Go through the entries below and count the lines where the word "into" appears; give only the count.

Saved data entries:
Start of Block
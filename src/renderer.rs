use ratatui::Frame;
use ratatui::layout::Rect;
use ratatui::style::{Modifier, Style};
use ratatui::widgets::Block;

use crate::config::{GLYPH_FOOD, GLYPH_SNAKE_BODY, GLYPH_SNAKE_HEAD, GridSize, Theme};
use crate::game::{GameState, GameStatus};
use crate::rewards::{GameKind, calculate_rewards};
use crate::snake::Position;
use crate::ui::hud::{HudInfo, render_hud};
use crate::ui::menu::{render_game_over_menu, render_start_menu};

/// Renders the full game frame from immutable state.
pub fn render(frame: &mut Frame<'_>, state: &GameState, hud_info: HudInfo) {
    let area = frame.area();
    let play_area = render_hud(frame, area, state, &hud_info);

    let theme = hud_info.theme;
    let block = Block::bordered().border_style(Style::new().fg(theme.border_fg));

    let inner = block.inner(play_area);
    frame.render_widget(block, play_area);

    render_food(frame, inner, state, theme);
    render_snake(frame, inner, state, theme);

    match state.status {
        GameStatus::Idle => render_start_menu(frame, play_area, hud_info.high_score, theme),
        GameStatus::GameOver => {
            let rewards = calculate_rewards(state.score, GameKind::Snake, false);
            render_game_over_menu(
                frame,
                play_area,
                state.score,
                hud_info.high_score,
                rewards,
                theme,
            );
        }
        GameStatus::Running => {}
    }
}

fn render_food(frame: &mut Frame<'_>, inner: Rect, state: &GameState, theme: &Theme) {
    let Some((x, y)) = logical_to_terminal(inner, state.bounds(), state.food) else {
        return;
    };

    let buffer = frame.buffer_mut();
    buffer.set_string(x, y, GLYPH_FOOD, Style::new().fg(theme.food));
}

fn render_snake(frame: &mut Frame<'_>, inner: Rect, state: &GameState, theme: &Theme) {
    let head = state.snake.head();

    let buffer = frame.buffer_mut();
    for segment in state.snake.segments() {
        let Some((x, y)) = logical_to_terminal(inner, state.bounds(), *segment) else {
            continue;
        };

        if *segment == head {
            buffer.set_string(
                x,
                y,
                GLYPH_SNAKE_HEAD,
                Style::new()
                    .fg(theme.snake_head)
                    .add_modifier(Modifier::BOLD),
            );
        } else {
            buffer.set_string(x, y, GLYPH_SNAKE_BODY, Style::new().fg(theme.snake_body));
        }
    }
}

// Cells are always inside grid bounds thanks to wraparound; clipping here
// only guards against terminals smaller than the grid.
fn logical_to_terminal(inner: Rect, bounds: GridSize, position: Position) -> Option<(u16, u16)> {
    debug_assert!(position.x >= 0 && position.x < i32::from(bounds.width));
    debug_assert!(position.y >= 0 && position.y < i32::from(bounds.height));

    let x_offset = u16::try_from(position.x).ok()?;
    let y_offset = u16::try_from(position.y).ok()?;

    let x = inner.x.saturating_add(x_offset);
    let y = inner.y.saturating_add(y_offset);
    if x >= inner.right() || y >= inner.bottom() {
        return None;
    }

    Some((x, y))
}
End of Block
Start of Block
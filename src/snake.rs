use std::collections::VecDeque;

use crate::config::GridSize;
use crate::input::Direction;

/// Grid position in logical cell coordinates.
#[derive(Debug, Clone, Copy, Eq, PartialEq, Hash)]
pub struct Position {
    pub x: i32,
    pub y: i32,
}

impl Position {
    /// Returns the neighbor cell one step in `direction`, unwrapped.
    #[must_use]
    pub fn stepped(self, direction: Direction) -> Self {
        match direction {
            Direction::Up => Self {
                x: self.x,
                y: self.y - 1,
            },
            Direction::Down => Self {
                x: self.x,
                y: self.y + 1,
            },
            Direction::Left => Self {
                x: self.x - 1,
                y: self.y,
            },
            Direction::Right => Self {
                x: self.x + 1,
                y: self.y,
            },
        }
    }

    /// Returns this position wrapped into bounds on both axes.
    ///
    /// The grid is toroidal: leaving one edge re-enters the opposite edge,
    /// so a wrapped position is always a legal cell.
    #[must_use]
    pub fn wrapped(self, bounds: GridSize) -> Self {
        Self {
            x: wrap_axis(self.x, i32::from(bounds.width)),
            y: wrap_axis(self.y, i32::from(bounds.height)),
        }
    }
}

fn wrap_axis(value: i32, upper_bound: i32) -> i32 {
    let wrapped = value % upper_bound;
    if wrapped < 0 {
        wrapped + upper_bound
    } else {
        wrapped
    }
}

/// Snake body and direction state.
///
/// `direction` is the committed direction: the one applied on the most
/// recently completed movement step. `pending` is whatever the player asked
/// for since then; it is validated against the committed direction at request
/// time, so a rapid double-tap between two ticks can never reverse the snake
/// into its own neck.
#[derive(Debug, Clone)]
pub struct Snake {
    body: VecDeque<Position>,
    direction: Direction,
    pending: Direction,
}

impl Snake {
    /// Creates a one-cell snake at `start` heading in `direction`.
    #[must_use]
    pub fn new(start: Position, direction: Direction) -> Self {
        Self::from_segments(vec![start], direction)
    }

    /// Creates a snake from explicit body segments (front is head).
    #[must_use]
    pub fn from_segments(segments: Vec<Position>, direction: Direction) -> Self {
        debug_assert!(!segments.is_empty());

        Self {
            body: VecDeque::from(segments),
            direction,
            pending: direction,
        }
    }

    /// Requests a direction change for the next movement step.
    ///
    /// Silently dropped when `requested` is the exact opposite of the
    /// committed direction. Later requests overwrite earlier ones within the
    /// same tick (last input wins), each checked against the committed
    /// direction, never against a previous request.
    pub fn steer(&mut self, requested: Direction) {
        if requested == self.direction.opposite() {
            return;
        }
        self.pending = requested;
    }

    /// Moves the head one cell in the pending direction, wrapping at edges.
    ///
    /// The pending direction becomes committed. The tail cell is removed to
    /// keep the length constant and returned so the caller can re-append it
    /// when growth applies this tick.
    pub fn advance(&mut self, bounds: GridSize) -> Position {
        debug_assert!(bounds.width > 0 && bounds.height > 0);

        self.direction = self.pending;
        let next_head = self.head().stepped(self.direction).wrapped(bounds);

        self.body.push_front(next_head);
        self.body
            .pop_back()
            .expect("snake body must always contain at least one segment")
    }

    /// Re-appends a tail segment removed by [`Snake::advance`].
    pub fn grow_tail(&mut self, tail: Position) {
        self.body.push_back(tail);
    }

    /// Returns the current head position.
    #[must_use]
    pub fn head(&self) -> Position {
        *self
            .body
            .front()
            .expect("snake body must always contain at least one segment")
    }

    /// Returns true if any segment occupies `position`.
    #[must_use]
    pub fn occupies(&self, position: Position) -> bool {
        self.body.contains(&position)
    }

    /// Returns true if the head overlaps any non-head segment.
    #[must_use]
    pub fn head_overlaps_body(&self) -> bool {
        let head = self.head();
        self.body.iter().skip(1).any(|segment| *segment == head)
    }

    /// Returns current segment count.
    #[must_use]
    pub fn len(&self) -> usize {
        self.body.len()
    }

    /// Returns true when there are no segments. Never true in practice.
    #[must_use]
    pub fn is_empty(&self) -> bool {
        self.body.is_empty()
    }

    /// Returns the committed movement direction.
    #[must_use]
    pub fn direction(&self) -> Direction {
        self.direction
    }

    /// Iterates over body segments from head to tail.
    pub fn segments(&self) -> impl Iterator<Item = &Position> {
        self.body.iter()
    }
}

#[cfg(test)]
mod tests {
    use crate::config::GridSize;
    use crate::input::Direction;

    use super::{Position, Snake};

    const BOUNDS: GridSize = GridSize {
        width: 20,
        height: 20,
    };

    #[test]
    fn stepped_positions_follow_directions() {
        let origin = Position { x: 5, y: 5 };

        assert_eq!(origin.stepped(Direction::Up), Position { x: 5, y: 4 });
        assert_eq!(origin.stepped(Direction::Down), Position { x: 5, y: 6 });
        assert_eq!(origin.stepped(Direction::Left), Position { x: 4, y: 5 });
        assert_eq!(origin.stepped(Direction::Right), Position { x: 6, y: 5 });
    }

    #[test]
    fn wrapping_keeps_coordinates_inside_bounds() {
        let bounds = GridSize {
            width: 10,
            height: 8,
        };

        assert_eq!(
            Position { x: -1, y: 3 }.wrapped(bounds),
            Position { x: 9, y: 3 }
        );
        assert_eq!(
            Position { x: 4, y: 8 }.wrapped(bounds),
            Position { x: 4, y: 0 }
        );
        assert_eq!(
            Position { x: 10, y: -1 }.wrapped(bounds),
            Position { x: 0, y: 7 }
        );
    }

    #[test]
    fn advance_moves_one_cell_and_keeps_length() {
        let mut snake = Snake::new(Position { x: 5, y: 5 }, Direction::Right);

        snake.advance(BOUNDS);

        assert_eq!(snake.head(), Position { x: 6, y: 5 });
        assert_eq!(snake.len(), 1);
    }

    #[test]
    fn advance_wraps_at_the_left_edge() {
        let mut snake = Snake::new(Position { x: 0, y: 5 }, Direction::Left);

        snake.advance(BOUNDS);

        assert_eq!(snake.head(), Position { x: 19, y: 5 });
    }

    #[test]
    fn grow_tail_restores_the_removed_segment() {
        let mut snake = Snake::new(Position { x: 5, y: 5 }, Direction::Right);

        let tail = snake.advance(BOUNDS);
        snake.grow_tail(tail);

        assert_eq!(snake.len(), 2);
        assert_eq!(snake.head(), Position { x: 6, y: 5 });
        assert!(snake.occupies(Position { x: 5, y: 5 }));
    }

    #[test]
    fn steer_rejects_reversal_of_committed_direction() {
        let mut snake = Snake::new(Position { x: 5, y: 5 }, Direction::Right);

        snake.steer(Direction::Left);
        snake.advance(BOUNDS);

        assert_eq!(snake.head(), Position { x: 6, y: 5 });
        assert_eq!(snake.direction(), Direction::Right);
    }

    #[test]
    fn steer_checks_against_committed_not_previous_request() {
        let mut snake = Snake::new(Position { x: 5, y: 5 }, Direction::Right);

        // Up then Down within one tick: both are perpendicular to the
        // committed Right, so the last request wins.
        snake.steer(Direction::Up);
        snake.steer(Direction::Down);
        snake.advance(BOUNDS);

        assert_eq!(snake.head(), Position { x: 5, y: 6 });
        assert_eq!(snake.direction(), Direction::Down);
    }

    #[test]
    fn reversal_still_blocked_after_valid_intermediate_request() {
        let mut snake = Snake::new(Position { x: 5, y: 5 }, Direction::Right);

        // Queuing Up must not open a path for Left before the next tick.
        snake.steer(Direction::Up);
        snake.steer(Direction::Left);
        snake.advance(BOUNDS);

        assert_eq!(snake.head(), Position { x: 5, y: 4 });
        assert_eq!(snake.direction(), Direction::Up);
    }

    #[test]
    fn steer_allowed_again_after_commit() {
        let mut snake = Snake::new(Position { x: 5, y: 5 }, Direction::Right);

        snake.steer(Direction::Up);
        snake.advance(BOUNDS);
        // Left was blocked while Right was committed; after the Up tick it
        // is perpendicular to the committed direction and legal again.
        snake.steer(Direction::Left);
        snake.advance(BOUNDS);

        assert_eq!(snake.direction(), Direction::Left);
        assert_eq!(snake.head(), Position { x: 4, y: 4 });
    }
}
End of Block
◆ TASK RESULT
2